### [What you should do]
Return every line from the listing where the word "refused" occurs.
START Listed entries
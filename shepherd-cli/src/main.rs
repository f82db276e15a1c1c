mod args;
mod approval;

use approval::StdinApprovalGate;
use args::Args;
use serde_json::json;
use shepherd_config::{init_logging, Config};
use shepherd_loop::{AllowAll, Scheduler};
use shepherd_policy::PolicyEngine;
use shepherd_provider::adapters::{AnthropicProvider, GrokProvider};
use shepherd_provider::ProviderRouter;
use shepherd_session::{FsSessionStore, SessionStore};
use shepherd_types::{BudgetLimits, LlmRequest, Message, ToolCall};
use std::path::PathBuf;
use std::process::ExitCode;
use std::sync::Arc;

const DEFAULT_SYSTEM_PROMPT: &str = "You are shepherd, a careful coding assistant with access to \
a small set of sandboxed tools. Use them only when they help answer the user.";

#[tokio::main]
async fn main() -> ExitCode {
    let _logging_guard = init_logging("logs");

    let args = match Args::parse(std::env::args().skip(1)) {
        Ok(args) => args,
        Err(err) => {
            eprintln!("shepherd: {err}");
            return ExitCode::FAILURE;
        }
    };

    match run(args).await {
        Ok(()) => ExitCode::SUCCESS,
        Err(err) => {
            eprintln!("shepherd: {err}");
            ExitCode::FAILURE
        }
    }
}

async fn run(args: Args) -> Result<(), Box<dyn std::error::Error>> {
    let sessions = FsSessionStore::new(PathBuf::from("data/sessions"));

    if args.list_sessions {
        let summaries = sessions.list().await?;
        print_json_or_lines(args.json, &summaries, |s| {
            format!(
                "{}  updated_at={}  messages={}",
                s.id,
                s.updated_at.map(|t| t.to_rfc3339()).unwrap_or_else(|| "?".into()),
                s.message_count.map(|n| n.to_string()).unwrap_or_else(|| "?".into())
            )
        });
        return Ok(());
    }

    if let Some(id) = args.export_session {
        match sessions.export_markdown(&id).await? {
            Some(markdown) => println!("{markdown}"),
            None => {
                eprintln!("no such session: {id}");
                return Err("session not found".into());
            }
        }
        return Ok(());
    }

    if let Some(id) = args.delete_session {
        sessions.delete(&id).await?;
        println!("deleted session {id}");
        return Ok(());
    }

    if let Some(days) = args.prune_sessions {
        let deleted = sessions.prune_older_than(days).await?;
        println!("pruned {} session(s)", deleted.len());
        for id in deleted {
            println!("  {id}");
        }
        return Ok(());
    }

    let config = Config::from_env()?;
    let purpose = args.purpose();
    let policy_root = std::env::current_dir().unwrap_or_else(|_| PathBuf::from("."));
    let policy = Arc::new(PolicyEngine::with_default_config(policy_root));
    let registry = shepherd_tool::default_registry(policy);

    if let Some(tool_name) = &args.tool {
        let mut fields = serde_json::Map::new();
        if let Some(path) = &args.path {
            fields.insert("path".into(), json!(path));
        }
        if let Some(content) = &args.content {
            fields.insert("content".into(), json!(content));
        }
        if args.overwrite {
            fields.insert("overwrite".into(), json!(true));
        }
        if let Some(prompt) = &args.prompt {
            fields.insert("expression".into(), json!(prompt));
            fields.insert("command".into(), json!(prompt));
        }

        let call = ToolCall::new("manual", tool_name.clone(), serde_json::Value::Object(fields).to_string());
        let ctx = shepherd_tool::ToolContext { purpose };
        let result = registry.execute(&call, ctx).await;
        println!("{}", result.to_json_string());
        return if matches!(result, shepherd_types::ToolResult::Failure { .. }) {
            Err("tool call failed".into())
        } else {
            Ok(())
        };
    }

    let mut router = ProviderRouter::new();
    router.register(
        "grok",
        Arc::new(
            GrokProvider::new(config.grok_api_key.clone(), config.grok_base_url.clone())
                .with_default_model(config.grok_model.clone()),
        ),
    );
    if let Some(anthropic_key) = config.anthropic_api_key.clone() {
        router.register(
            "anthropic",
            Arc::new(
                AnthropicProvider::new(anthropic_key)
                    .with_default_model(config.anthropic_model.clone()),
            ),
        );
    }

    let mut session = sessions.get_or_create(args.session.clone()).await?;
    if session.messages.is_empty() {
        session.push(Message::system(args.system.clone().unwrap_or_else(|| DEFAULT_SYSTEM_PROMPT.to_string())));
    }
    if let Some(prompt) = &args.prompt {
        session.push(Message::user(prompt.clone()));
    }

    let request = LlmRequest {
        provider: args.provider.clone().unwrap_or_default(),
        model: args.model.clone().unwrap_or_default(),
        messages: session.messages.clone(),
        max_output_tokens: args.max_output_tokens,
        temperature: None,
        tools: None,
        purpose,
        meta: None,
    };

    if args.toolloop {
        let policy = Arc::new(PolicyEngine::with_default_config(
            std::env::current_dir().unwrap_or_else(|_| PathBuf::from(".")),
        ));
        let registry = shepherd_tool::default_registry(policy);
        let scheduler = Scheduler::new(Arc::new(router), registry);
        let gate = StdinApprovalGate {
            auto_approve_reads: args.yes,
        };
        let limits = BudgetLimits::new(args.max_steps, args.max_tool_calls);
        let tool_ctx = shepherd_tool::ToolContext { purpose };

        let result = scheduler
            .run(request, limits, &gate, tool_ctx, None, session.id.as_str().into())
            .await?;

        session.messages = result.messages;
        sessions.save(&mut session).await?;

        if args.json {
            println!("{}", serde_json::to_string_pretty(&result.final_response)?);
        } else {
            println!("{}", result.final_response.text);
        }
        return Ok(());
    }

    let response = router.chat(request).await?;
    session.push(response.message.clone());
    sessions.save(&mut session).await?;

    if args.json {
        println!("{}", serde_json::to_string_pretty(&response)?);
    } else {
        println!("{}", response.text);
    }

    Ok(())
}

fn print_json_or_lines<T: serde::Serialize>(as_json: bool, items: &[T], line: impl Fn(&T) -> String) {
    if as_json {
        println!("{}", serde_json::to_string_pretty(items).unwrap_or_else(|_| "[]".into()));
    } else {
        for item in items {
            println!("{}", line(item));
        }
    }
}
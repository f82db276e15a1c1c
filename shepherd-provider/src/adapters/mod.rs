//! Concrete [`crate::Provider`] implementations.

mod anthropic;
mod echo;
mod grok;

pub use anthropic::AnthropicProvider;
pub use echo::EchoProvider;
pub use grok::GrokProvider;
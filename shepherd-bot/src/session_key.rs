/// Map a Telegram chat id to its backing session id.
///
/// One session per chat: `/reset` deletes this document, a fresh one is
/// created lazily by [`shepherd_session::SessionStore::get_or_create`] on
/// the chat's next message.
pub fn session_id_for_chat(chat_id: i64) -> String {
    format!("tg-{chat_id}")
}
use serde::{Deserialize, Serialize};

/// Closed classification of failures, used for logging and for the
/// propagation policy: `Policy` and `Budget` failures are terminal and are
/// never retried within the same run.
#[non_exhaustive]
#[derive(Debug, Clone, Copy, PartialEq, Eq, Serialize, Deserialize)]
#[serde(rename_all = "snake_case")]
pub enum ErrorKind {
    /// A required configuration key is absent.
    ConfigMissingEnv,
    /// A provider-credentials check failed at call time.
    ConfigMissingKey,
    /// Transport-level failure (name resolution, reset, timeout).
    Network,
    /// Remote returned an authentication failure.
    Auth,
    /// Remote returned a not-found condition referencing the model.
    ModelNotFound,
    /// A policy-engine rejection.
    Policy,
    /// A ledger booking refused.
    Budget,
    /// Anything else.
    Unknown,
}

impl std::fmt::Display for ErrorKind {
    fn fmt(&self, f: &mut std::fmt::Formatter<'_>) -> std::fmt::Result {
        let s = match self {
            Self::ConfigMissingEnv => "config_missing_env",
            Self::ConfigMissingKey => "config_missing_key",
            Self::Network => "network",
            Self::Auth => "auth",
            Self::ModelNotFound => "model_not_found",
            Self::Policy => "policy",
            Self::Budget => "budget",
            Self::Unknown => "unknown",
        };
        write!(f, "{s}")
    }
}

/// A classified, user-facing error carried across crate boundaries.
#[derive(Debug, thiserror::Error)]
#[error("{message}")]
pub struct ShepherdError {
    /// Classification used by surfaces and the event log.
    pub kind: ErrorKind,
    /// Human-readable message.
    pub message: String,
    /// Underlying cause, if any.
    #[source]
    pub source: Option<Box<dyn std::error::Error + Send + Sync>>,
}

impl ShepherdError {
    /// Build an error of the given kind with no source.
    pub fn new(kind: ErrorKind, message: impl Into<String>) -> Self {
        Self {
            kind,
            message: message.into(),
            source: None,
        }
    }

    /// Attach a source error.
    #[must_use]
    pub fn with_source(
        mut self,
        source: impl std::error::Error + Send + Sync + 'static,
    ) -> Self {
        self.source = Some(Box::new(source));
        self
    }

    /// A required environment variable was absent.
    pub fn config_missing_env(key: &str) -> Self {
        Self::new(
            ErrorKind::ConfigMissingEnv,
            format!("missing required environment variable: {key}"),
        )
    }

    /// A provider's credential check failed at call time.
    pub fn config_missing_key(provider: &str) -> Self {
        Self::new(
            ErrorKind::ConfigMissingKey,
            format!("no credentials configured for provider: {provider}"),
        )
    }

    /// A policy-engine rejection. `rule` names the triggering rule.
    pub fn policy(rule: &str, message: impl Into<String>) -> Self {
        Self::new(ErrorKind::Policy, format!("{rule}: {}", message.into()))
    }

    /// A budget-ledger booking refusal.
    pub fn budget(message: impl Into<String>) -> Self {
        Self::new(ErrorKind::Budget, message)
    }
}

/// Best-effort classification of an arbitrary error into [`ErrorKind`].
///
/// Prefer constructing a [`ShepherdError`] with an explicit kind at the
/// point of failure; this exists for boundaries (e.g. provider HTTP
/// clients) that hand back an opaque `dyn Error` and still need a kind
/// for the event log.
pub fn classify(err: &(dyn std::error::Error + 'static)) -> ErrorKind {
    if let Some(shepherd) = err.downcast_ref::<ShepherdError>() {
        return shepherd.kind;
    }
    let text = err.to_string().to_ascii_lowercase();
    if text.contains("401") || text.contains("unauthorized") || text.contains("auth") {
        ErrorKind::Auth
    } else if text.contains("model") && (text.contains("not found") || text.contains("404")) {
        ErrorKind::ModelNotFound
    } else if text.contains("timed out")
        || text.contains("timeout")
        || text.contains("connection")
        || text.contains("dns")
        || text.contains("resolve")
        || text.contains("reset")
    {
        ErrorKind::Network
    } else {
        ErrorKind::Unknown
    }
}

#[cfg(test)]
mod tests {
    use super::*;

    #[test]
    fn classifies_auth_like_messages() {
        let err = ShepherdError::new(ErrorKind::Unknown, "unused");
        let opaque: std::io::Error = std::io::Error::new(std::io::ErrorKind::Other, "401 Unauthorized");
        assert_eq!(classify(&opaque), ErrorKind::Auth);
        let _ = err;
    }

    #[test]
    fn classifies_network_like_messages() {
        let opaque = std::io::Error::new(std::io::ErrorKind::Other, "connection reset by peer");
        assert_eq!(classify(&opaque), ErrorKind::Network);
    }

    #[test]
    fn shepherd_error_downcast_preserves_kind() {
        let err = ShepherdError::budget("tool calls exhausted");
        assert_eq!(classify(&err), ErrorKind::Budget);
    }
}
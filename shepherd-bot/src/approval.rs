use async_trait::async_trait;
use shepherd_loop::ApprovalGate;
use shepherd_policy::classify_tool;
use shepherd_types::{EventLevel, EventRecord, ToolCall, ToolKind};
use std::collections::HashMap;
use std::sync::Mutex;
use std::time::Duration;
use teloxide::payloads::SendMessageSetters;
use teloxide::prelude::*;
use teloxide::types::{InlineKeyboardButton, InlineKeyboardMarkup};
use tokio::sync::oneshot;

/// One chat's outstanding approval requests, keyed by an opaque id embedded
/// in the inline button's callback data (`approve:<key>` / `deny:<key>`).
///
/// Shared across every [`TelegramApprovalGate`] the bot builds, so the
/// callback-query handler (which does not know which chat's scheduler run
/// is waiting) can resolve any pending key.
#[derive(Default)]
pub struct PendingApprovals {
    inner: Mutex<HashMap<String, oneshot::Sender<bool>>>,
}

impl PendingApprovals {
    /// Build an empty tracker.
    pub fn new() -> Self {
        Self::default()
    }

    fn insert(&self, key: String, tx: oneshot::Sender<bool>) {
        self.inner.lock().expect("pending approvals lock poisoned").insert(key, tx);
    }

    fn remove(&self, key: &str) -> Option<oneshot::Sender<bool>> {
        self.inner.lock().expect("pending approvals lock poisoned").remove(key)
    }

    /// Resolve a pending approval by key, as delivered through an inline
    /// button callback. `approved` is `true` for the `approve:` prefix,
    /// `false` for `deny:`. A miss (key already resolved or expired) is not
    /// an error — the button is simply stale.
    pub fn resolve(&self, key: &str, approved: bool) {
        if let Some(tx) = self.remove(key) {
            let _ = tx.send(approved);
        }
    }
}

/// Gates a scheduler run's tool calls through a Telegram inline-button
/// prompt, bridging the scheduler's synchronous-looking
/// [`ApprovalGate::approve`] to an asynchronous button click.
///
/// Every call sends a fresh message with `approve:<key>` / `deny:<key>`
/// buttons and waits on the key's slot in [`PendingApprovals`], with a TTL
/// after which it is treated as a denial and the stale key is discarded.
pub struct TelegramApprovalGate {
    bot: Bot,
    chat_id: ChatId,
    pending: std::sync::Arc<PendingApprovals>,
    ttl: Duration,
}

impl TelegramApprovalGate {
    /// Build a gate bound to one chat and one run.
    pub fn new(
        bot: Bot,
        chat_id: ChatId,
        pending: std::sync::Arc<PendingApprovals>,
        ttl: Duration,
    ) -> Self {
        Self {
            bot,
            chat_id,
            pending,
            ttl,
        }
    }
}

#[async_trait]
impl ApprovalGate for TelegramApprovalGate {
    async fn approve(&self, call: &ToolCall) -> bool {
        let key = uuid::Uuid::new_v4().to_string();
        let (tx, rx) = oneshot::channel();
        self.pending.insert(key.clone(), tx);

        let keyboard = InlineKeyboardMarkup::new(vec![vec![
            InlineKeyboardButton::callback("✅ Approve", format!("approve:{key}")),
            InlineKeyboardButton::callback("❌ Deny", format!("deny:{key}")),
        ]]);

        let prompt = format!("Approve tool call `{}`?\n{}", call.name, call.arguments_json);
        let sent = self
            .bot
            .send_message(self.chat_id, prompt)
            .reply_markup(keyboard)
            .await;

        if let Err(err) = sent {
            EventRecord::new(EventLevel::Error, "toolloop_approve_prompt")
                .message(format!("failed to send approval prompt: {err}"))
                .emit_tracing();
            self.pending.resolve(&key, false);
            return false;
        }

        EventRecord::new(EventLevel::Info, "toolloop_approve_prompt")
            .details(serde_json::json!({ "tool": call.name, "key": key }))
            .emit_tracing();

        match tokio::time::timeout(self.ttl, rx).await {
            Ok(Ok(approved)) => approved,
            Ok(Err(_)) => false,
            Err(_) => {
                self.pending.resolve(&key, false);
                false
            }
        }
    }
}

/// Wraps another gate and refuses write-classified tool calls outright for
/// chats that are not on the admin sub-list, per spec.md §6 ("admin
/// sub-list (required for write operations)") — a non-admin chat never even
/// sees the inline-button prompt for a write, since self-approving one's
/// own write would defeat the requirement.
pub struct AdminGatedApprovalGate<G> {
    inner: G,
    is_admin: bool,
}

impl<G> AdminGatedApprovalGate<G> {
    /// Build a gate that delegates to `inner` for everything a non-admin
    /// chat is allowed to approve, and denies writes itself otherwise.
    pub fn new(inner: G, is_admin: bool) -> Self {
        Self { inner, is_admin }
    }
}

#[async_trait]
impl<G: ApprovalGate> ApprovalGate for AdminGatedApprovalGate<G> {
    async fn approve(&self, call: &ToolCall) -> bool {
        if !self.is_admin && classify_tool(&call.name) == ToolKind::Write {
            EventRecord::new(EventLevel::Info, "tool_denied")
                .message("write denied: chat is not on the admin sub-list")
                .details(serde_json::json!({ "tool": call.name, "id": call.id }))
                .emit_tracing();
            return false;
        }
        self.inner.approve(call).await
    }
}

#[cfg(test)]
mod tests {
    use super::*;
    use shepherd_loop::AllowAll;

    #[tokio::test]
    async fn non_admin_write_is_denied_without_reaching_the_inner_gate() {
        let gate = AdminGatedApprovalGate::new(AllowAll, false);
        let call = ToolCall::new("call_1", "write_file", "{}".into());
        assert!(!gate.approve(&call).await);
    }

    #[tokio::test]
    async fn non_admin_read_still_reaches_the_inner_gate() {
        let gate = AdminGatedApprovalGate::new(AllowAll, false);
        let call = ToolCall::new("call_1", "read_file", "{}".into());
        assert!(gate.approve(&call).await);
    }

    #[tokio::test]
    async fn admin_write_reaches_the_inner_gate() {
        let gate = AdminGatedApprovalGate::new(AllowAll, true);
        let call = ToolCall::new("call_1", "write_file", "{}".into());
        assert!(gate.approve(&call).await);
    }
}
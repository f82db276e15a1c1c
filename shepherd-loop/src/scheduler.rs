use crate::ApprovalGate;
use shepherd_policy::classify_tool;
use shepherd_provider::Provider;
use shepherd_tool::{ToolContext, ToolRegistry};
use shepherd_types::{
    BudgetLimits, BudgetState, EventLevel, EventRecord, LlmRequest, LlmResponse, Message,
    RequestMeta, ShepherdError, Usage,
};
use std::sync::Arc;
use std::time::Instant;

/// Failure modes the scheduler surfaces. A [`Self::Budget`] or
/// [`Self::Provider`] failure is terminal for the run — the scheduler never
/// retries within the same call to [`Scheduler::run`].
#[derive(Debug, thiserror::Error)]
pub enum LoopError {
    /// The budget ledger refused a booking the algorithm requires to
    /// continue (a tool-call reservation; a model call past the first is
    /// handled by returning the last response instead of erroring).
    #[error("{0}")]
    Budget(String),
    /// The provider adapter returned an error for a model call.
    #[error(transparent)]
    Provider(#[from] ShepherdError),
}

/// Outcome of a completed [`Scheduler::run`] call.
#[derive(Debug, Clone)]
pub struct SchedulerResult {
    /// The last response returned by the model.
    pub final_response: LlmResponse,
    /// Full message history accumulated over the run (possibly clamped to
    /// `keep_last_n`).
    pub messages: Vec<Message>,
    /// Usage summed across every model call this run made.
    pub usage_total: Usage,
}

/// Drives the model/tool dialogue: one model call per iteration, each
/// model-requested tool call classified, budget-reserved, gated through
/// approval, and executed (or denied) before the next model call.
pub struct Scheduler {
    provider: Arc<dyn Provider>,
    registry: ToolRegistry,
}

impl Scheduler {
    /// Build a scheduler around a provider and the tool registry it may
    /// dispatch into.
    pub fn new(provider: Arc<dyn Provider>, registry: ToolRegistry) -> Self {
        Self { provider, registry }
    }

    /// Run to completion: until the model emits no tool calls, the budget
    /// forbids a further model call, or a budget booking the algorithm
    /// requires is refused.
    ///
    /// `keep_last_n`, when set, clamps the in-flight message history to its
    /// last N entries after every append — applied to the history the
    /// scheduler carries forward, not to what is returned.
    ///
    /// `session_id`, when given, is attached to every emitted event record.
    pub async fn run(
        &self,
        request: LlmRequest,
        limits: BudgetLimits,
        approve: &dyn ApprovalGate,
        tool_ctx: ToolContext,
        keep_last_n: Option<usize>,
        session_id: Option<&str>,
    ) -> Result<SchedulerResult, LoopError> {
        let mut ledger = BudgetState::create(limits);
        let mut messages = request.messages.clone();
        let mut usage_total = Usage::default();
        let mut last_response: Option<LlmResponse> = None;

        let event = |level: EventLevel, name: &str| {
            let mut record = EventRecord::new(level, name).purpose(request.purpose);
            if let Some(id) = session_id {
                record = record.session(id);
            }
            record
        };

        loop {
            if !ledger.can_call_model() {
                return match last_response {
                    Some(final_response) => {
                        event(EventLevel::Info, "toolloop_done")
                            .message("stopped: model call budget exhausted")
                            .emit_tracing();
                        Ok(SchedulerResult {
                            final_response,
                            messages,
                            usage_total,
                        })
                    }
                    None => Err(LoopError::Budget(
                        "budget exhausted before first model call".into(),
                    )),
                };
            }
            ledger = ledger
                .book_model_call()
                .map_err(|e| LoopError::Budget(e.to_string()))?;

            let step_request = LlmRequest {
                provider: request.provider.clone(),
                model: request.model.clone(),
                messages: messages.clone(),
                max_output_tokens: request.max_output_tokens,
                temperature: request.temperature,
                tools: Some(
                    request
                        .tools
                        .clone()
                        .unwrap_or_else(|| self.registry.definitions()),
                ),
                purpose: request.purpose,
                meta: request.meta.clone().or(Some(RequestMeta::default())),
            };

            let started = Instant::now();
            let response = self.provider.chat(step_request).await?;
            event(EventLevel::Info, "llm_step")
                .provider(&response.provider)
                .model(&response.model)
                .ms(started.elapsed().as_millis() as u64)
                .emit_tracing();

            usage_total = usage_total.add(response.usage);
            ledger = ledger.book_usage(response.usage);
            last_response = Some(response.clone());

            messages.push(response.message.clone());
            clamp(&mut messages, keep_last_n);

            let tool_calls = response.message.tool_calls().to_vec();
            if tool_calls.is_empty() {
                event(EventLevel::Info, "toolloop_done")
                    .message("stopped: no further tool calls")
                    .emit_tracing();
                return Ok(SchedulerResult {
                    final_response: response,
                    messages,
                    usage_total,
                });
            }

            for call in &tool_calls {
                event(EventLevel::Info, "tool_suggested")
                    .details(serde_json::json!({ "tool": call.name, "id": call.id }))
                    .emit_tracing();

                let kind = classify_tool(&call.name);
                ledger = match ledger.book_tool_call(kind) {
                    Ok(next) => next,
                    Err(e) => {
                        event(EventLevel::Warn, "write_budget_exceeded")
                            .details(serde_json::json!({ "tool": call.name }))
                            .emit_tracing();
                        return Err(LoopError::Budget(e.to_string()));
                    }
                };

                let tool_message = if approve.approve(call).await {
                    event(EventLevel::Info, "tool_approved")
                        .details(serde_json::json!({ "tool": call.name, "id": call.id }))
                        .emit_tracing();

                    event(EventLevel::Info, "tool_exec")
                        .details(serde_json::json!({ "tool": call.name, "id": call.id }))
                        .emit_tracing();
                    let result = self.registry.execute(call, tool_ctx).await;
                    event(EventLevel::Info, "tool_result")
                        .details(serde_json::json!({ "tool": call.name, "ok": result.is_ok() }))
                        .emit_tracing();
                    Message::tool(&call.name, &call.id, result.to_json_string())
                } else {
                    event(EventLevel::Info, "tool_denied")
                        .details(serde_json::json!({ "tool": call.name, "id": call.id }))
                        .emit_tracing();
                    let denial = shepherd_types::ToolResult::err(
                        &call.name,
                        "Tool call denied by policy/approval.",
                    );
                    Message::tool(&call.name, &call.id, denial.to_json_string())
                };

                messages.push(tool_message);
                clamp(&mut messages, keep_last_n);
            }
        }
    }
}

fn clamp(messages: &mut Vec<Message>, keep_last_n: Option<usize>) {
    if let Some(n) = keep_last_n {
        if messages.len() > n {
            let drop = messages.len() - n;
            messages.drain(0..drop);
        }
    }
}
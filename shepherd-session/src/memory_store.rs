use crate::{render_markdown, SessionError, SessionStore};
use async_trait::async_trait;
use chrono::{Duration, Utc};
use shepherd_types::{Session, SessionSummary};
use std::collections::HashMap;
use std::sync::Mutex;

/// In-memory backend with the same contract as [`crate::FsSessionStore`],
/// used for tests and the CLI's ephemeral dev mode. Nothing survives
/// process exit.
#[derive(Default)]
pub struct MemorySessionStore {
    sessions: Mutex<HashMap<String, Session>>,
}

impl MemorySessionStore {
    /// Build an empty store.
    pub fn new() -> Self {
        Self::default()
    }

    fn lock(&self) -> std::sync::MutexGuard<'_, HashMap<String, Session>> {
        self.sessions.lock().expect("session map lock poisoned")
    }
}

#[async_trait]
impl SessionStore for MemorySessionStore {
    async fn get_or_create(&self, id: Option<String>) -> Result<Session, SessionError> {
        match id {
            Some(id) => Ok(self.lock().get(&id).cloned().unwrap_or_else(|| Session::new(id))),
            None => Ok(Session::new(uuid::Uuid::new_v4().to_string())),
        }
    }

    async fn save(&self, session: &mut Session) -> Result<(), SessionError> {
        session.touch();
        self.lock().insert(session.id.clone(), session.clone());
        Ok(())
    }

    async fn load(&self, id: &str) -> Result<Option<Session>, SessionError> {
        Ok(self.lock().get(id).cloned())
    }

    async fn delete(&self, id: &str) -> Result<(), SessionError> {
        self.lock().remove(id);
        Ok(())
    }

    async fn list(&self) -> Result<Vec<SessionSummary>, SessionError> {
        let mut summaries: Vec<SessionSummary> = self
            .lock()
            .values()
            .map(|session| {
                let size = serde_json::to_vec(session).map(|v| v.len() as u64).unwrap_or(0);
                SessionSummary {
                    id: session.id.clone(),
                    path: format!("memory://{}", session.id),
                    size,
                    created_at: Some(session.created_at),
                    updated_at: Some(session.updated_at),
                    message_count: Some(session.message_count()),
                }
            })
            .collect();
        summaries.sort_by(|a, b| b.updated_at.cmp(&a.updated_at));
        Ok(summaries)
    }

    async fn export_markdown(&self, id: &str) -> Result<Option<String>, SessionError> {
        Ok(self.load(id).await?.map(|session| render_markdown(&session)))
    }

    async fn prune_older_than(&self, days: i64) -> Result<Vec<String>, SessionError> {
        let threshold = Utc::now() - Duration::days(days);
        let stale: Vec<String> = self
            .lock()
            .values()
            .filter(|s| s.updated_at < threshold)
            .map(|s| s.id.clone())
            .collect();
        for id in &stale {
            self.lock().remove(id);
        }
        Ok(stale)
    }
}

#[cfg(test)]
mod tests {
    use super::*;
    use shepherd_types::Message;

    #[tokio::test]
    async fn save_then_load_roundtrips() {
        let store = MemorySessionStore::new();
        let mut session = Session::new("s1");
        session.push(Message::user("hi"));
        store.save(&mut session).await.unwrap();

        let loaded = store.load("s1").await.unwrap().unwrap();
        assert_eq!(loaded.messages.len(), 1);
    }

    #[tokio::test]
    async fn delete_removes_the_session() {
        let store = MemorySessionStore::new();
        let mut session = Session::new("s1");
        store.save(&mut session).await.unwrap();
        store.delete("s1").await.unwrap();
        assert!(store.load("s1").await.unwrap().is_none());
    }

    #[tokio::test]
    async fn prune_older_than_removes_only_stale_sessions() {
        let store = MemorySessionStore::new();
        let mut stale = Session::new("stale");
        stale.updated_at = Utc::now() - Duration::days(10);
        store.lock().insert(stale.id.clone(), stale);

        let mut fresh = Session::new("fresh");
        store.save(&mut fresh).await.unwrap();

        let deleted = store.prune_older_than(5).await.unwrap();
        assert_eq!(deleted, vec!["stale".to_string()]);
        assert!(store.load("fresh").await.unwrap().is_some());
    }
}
END Listed entries
### [Response]
    /// A ledger booking refused.
    /// The budget ledger refused a booking the algorithm requires to
    /// requires is refused.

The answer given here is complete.